YOUR GOAL:
In the records, find each line where "when" occurs, and copy it.

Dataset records
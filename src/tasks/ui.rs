//! User-interface task: two bi-color LEDs and a piezo beeper.
//!
//! The UI shows one persistent state (system error, door locked, door
//! unlocked) until told otherwise, and can overlay a one-shot "flash"
//! sequence for transient events (card accepted, card rejected). Both are
//! tapes over static step sequences, advanced on a 100 ms tick; while a
//! flash is running the persistent tape is paused, and when it ends the
//! persistent pattern reasserts itself through the looping SET actions.

use embassy_sync::blocking_mutex::raw::CriticalSectionRawMutex;
use embassy_sync::channel::Channel;
use embassy_time::{Duration, with_timeout};

use crate::heartbeat::{Heartbeat, TaskId};

/// What a step does to one LED.
#[derive(Clone, Copy, Debug, PartialEq, Eq, Default)]
#[cfg_attr(feature = "defmt", derive(defmt::Format))]
pub enum LedAction {
    #[default]
    NoChange,
    Set,
    Clear,
}

/// The four board LEDs (two bi-color packages).
#[derive(Clone, Copy, Debug, PartialEq, Eq)]
#[cfg_attr(feature = "defmt", derive(defmt::Format))]
#[repr(usize)]
pub enum Led {
    StatusRed = 0,
    StatusGreen = 1,
    LockRed = 2,
    LockGreen = 3,
}

pub const LED_COUNT: usize = 4;

/// Output state one sequence step asks for.
#[derive(Clone, Copy, Debug, PartialEq, Eq)]
pub struct UiState {
    /// Beeper half-period in 2 MHz ticks; 0 keeps the beeper silent.
    pub buzzer_half_period: u16,
    pub leds: [LedAction; LED_COUNT],
}

/// Beeper half-period for a tone frequency.
const fn tone(freq_hz: u32) -> u16 {
    (1_000_000 / freq_hz) as u16
}

impl UiState {
    const QUIET: Self = Self {
        buzzer_half_period: 0,
        leds: [LedAction::NoChange; LED_COUNT],
    };

    const fn with_tone(mut self, freq_hz: u32) -> Self {
        self.buzzer_half_period = tone(freq_hz);
        self
    }

    const fn set(mut self, led: Led) -> Self {
        self.leds[led as usize] = LedAction::Set;
        self
    }

    const fn clear(mut self, led: Led) -> Self {
        self.leds[led as usize] = LedAction::Clear;
        self
    }
}

/// One element of a UI sequence: a state and how long to hold it.
#[derive(Clone, Copy, Debug)]
pub struct UiStep {
    pub state: UiState,
    /// Hold time in 100 ms ticks; never zero.
    pub duration: u8,
}

const fn step(state: UiState, duration: u8) -> UiStep {
    UiStep { state, duration }
}

/// Persistent UI states.
#[derive(Clone, Copy, Debug, PartialEq, Eq)]
#[cfg_attr(feature = "defmt", derive(defmt::Format))]
pub enum UiPersistent {
    /// Status LED blinking red. The power-on default.
    Error,
    /// Status green, lock red.
    Locked,
    /// Status green, lock green.
    Unlocked,
}

/// One-shot flash sequences overlaid on the persistent state.
#[derive(Clone, Copy, Debug, PartialEq, Eq)]
#[cfg_attr(feature = "defmt", derive(defmt::Format))]
pub enum UiFlash {
    /// Card read and accepted: one long high beep.
    ReadOk,
    /// Card read but rejected: three short low beeps, lock blinking red.
    ReadFail,
}

/// Commands understood by the UI task.
#[derive(Clone, Copy, Debug, PartialEq, Eq)]
#[cfg_attr(feature = "defmt", derive(defmt::Format))]
pub enum UiCommand {
    SetState(UiPersistent),
    Flash(UiFlash),
}

pub const UI_INBOX_DEPTH: usize = 5;
pub type UiInbox = Channel<CriticalSectionRawMutex, UiCommand, UI_INBOX_DEPTH>;

/// 1 Hz red blink on the status LED.
static ERROR_SEQ: [UiStep; 2] = [
    step(UiState::QUIET.set(Led::StatusRed), 5),
    step(UiState::QUIET.clear(Led::StatusRed), 5),
];

static LOCKED_SEQ: [UiStep; 1] = [step(UiState::QUIET.set(Led::StatusGreen).set(Led::LockRed), 10)];

static UNLOCKED_SEQ: [UiStep; 1] =
    [step(UiState::QUIET.set(Led::StatusGreen).set(Led::LockGreen), 10)];

/// One second of a high tone.
static READ_OK_SEQ: [UiStep; 1] = [step(UiState::QUIET.with_tone(880), 10)];

/// Three low bursts with the lock LED blinking red in time.
static READ_FAIL_SEQ: [UiStep; 6] = [
    step(UiState::QUIET.with_tone(220).set(Led::LockRed), 2),
    step(UiState::QUIET.clear(Led::LockRed), 2),
    step(UiState::QUIET.with_tone(220).set(Led::LockRed), 2),
    step(UiState::QUIET.clear(Led::LockRed), 2),
    step(UiState::QUIET.with_tone(220).set(Led::LockRed), 2),
    step(UiState::QUIET.clear(Led::LockRed), 2),
];

const fn persistent_seq(state: UiPersistent) -> &'static [UiStep] {
    match state {
        UiPersistent::Error => &ERROR_SEQ,
        UiPersistent::Locked => &LOCKED_SEQ,
        UiPersistent::Unlocked => &UNLOCKED_SEQ,
    }
}

const fn flash_seq(flash: UiFlash) -> &'static [UiStep] {
    match flash {
        UiFlash::ReadOk => &READ_OK_SEQ,
        UiFlash::ReadFail => &READ_FAIL_SEQ,
    }
}

/// Position in one sequence.
struct Tape {
    seq: &'static [UiStep],
    position: usize,
    remaining: u8,
}

impl Tape {
    fn new(seq: &'static [UiStep]) -> Self {
        Self {
            seq,
            position: 0,
            remaining: 0,
        }
    }

    /// The state to hold for this tick, or `None` when a one-shot sequence
    /// has run out.
    fn tick(&mut self, looping: bool) -> Option<UiState> {
        if self.position >= self.seq.len() {
            if looping {
                self.position = 0;
            } else {
                return None;
            }
        }
        let current = &self.seq[self.position];
        if self.remaining == 0 {
            self.remaining = current.duration;
        }
        self.remaining -= 1;
        if self.remaining == 0 {
            self.position += 1;
        }
        Some(current.state)
    }

    fn rewind(&mut self) {
        self.position = 0;
        self.remaining = 0;
    }
}

/// Raw output levels the engine asks the board to drive.
#[derive(Clone, Copy, Debug, Default, PartialEq, Eq)]
pub struct UiOutputs {
    pub buzzer_half_period: u16,
    pub leds: [bool; LED_COUNT],
}

/// The tape sequencer, separated from the hardware so it can run on the
/// host in tests.
pub struct UiEngine {
    persistent: Tape,
    flash: Option<Tape>,
    outputs: UiOutputs,
}

impl UiEngine {
    #[must_use]
    pub fn new() -> Self {
        Self {
            persistent: Tape::new(persistent_seq(UiPersistent::Error)),
            flash: None,
            outputs: UiOutputs::default(),
        }
    }

    pub fn handle(&mut self, command: UiCommand) {
        match command {
            UiCommand::SetState(state) => {
                self.persistent = Tape::new(persistent_seq(state));
                if let Some(flash) = &mut self.flash {
                    flash.rewind();
                }
                // Sequences use SET actions only and rely on this clear
                // for their return-to-off.
                self.outputs = UiOutputs::default();
            }
            UiCommand::Flash(flash) => {
                self.flash = Some(Tape::new(flash_seq(flash)));
            }
        }
    }

    /// Advances the active tape by one 100 ms tick.
    pub fn tick(&mut self) {
        if let Some(flash) = &mut self.flash {
            match flash.tick(false) {
                Some(state) => {
                    self.apply(state);
                    return;
                }
                None => {
                    self.flash = None;
                    self.outputs = UiOutputs::default();
                }
            }
        }
        if let Some(state) = self.persistent.tick(true) {
            self.apply(state);
        }
    }

    fn apply(&mut self, state: UiState) {
        self.outputs.buzzer_half_period = state.buzzer_half_period;
        for (level, action) in self.outputs.leds.iter_mut().zip(state.leds) {
            match action {
                LedAction::NoChange => {}
                LedAction::Set => *level = true,
                LedAction::Clear => *level = false,
            }
        }
    }

    #[must_use]
    pub fn outputs(&self) -> UiOutputs {
        self.outputs
    }
}

impl Default for UiEngine {
    fn default() -> Self {
        Self::new()
    }
}

/// What the task needs from the board: four LED lines and a tone timer.
pub trait UiBoard {
    fn apply(&mut self, outputs: &UiOutputs);
}

/// Task body. One iteration per 100 ms (or per command, whichever comes
/// first), heartbeat after every iteration.
pub async fn run<B: UiBoard>(inbox: &UiInbox, board: &mut B, heartbeat: &Heartbeat) -> ! {
    let mut engine = UiEngine::new();
    loop {
        if let Ok(command) = with_timeout(Duration::from_millis(100), inbox.receive()).await {
            engine.handle(command);
        }
        engine.tick();
        board.apply(&engine.outputs());
        heartbeat.mark(TaskId::Ui);
    }
}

SOLUTION TO THIS EXERCISE:
//! flash is running the persistent tape is paused, and when it ends the
    /// The state to hold for this tick, or `None` when a one-shot sequence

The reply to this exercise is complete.